Updated on April 23, 2009

Structured Text (ST)

PLC programmers have traditionally developed applications using Ladder Logic. PLC manufactures have controllers capable of accepting programs written in the 5 recognized standards as specified in Part 3 of the IEC 61131. The five supported languages are:

  • Ladder diagram (LD), graphical
  • Function block diagram (FBD), graphical
  • Structured text (ST), textual
  • Instruction list (IL), textual
  • Sequential function chart (SFC), graphical

Structured Text (ST) is a high level textual language that is a Pascal like language. It is based on the IEC 61131-3 standard, which standardizes programming languages for programmable controllers (PLC). Structured Text is very flexible and intuitive for writing control algorithms.

Structured Text uses operators such as logical branching, multiple branching, and loops. People trained in computer programming languages often find it the easiest language to use for programming control logic. When symbolic addressing is used, ST programs resemble sentences, making it highly intelligible to beginner users as well.
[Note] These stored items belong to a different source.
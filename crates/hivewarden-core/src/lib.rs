//! # hivewarden-core
//!
//! Core type system for Hivewarden -- fleet security monitoring for remote
//! hosts.
//!
//! This crate defines the shared types and contracts used across all
//! Hivewarden components: the agent/command data model, the JSON-lines link
//! protocol spoken between the daemon and its agents, TOML configuration,
//! and the durable-store traits (with SQLite and in-memory implementations)
//! that the scheduler and scan pipelines persist through.

pub mod config;
pub mod protocol;
pub mod store;
pub mod types;

pub use types::{AgentId, CommandKind, CommandOutcome, Principal};
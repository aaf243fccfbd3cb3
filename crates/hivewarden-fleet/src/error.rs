//! Error types for the fleet runtime.

use thiserror::Error;

use hivewarden_core::types::AgentId;

#[derive(Debug, Error)]
pub enum FleetError {
    /// The agent has no live connection. Dispatch fails fast with this;
    /// no pending command is created.
    #[error("agent {0} has no live connection")]
    AgentOffline(AgentId),

    /// The agent has never completed a handshake with this server.
    #[error("unknown agent {0}")]
    UnknownAgent(AgentId),

    /// The connection's writer task is gone; the message was not queued.
    #[error("agent link closed")]
    LinkClosed,

    #[error("link I/O error: {0}")]
    Io(#[from] std::io::Error),

    #[error("message encoding error: {0}")]
    Encode(#[from] serde_json::Error),
}

pub type Result<T> = std::result::Result<T, FleetError>;
//! In-memory store implementation for tests and ephemeral runs.

use std::collections::HashMap;
use std::sync::RwLock;

use chrono::{DateTime, Utc};

use crate::store::{CommandAudit, Result, ScanKind, ScanStore, StoredScan, TaskStore};
use crate::types::{AgentId, CommandRecord, ScheduledTask, TaskRun};

#[derive(Default)]
pub struct MemoryStore {
    tasks: RwLock<HashMap<String, ScheduledTask>>,
    runs: RwLock<Vec<TaskRun>>,
    scans: RwLock<HashMap<(AgentId, ScanKind), StoredScan>>,
    commands: RwLock<Vec<CommandRecord>>,
}

impl MemoryStore {
    pub fn new() -> Self {
        Self::default()
    }

    fn read<T>(lock: &RwLock<T>) -> std::sync::RwLockReadGuard<'_, T> {
        lock.read().unwrap_or_else(|e| e.into_inner())
    }

    fn write<T>(lock: &RwLock<T>) -> std::sync::RwLockWriteGuard<'_, T> {
        lock.write().unwrap_or_else(|e| e.into_inner())
    }
}

impl TaskStore for MemoryStore {
    fn enabled_tasks(&self) -> Result<Vec<ScheduledTask>> {
        let tasks = Self::read(&self.tasks);
        let mut enabled: Vec<_> = tasks.values().filter(|t| t.enabled).cloned().collect();
        enabled.sort_by(|a, b| a.created_at.cmp(&b.created_at));
        Ok(enabled)
    }

    fn insert_task(&self, task: &ScheduledTask) -> Result<()> {
        Self::write(&self.tasks).insert(task.id.clone(), task.clone());
        Ok(())
    }

    fn mark_fired(&self, task_id: &str, fired_at: DateTime<Utc>) -> Result<()> {
        if let Some(task) = Self::write(&self.tasks).get_mut(task_id) {
            task.last_fired_at = Some(fired_at);
            task.run_count += 1;
        }
        Ok(())
    }

    fn record_run(&self, run: &TaskRun) -> Result<()> {
        Self::write(&self.runs).push(run.clone());
        Ok(())
    }

    fn runs_for_task(&self, task_id: &str, limit: usize) -> Result<Vec<TaskRun>> {
        let runs = Self::read(&self.runs);
        let mut matching: Vec<_> = runs
            .iter()
            .filter(|r| r.task_id == task_id)
            .cloned()
            .collect();
        matching.sort_by(|a, b| b.fired_at.cmp(&a.fired_at));
        matching.truncate(limit);
        Ok(matching)
    }
}

impl ScanStore for MemoryStore {
    fn save_scan(&self, scan: &StoredScan) -> Result<()> {
        Self::write(&self.scans).insert((scan.agent_id.clone(), scan.kind), scan.clone());
        Ok(())
    }

    fn latest_scan(&self, agent_id: &AgentId, kind: ScanKind) -> Result<Option<StoredScan>> {
        Ok(Self::read(&self.scans)
            .get(&(agent_id.clone(), kind))
            .cloned())
    }
}

impl CommandAudit for MemoryStore {
    fn record_command(&self, record: &CommandRecord) -> Result<()> {
        Self::write(&self.commands).push(record.clone());
        Ok(())
    }

    fn recent_commands(&self, agent_id: &AgentId, limit: usize) -> Result<Vec<CommandRecord>> {
        let commands = Self::read(&self.commands);
        let mut matching: Vec<_> = commands
            .iter()
            .filter(|c| &c.agent_id == agent_id)
            .cloned()
            .collect();
        matching.sort_by(|a, b| b.issued_at.cmp(&a.issued_at));
        matching.truncate(limit);
        Ok(matching)
    }
}
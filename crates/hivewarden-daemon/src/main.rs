//! Hivewarden daemon binary entry point.

use std::path::PathBuf;

use anyhow::Result;
use clap::{Parser, Subcommand};
use tracing_subscriber::EnvFilter;

use hivewarden_core::config::HiveConfig;
use hivewarden_daemon::Daemon;

/// Hivewarden - fleet security monitoring for remote hosts.
#[derive(Parser, Debug)]
#[command(name = "hivewarden", version, about)]
struct Args {
    /// Path to configuration file.
    #[arg(short, long, default_value = "/etc/hivewarden/config.toml")]
    config: PathBuf,

    #[command(subcommand)]
    command: Option<DaemonCommand>,
}

#[derive(Subcommand, Debug)]
enum DaemonCommand {
    /// Run the daemon (link server, scheduler, scan pipelines).
    Run,
}

#[tokio::main]
async fn main() -> Result<()> {
    let args = Args::parse();
    let config = HiveConfig::load(&args.config)?;

    // Priority: HIVEWARDEN_LOG env var > log_level in config.toml > info.
    let env_filter = EnvFilter::try_from_env("HIVEWARDEN_LOG").unwrap_or_else(|_| {
        EnvFilter::new(config.log_level.clone().unwrap_or_else(|| "info".to_string()))
    });
    tracing_subscriber::fmt().with_env_filter(env_filter).init();

    match args.command.unwrap_or(DaemonCommand::Run) {
        DaemonCommand::Run => Daemon::new(config).run().await,
    }
}
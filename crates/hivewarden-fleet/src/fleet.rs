//! Fleet facade: command dispatch over the registry and correlator.

use std::sync::Arc;
use std::time::Duration;

use chrono::Utc;
use tracing::{debug, error, info};
use uuid::Uuid;

use hivewarden_core::protocol::ServerMessage;
use hivewarden_core::store::CommandAudit;
use hivewarden_core::types::{AgentId, CommandKind, CommandOutcome, CommandRecord, Principal};

use crate::correlator::Correlator;
use crate::error::{FleetError, Result};
use crate::registry::AgentRegistry;

pub struct Fleet {
    registry: AgentRegistry,
    correlator: Arc<Correlator>,
    audit: Option<Arc<dyn CommandAudit>>,
    command_timeout: Duration,
}

impl Fleet {
    pub fn new(command_timeout: Duration) -> Self {
        Self {
            registry: AgentRegistry::new(),
            correlator: Arc::new(Correlator::new()),
            audit: None,
            command_timeout,
        }
    }

    /// Record every terminal command outcome through the given audit sink.
    pub fn with_audit(mut self, audit: Arc<dyn CommandAudit>) -> Self {
        self.audit = Some(audit);
        self
    }

    pub fn registry(&self) -> &AgentRegistry {
        &self.registry
    }

    pub fn correlator(&self) -> &Arc<Correlator> {
        &self.correlator
    }

    /// Dispatch a command to an agent and wait for its terminal outcome.
    ///
    /// Fails immediately with [`FleetError::AgentOffline`] when the agent
    /// has no live connection -- no pending entry is created. Otherwise
    /// the caller suspends until a matching response arrives, the timeout
    /// sweep expires the command, or the agent disconnects.
    pub async fn dispatch(
        &self,
        agent_id: &AgentId,
        command: CommandKind,
        issued_by: &Principal,
    ) -> Result<CommandOutcome> {
        let Some(link) = self.registry.link(agent_id).await else {
            return Err(FleetError::AgentOffline(agent_id.clone()));
        };

        let correlation_id = Uuid::new_v4();
        let issued_at = Utc::now();
        let rx = self
            .correlator
            .register(correlation_id, agent_id.clone(), self.command_timeout);

        let msg = ServerMessage::Command {
            correlation_id,
            command: command.clone(),
        };
        if link.send(msg).await.is_err() {
            // The writer died between lookup and send; the command never
            // left the server, so withdraw it instead of timing it out.
            self.correlator.discard(correlation_id);
            return Err(FleetError::AgentOffline(agent_id.clone()));
        }
        debug!(agent_id = %agent_id, correlation_id = %correlation_id,
               command = command.label(), issued_by = %issued_by, "command dispatched");

        // The sender side is owned by the correlator; an error here would
        // mean the slot was dropped unresolved, which the correlator never
        // does. Map it to the disconnect outcome anyway.
        let outcome = rx.await.unwrap_or(CommandOutcome::AgentWentOffline);

        if let Some(audit) = &self.audit {
            let record = CommandRecord {
                correlation_id,
                agent_id: agent_id.clone(),
                command,
                issued_by: issued_by.clone(),
                issued_at,
                completed_at: Utc::now(),
                outcome: outcome.clone(),
            };
            if let Err(e) = audit.record_command(&record) {
                error!(correlation_id = %correlation_id, error = %e,
                       "failed to write command audit record");
            }
        }
        Ok(outcome)
    }

    /// Route a command response from an agent's link. Unmatched correlation
    /// IDs are logged and dropped: the command may have timed out already,
    /// or the agent retried across a reconnect.
    pub fn on_command_result(&self, correlation_id: Uuid, exit_code: i32, output: String) {
        let outcome = if exit_code == 0 {
            CommandOutcome::Succeeded { output }
        } else {
            CommandOutcome::Failed {
                error: format!("exit code {exit_code}: {output}"),
            }
        };
        if !self.correlator.resolve(correlation_id, outcome) {
            debug!(correlation_id = %correlation_id,
                   "response for unknown or already-resolved command, dropping");
        }
    }

    /// Tear down one connection: clear the link (if it is still the
    /// current one) and resolve everything pending against the agent.
    /// A reconnected agent's fresh link is left untouched, and its old
    /// pending commands still expire through the normal timeout sweep.
    pub async fn handle_disconnect(&self, agent_id: &AgentId, connection_id: Uuid) {
        if self.registry.unregister(agent_id, connection_id).await {
            let failed = self
                .correlator
                .fail_agent(agent_id, &CommandOutcome::AgentWentOffline);
            info!(agent_id = %agent_id, cancelled = failed, "agent disconnected");
        }
    }
}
Benefits of Structured Text

  • People trained in computer languages can easily program control logic
  • Tag Structure UDT (User Defined Tags), local variables and other ST programming conventions make the programs easy to understand
  • Programs can be created in any text editor
  • State-Model or Power Programming is easily entered with the Case statement

This article presents a very common programming technique often incorporated in a typical PLC program. The method is for creating a Toggle On / Toggle Off control with a single input. The traditional Ladder Diagram technique for this sequence is shown in the graphic below. The Structured Text method is presented below. Start_Stop is the single input, ON_OFF is the output that will Toggle ON / Toggle OFF. The other tags are local symbols used to help support the logic. The tag or symbol ONS_Trig is known as a one shot operator. A one shot is true for only one scan while the control or operand is maintained true.

Basic Structured Text (ST) Example:

// Start of Logic <-- Programming remark initiated with the double // slash
// Catch the Rising Edge One Shot of the Start_Stop input
ONS_Trig := Start_Stop AND NOT Rising_ONS;

// Main Logic for Run_Contact -- Toggle ON / Toggle OFF ---
ON_OFF := (ONS_Trig AND NOT ON_OFF) OR (ON_OFF AND NOT ONS_Trig);

// Rising One Shot logic
Rising_ONS := Start_Stop;

Ladder Diagram version of the Toggle routine

This graphic shows the typical ladder diagram technique for implementing the Toggle On / Toggle OFF with a sinlge input.
This graphic shows the typical ladder diagram technique for implementing the Toggle On / Toggle OFF with a sinlge input.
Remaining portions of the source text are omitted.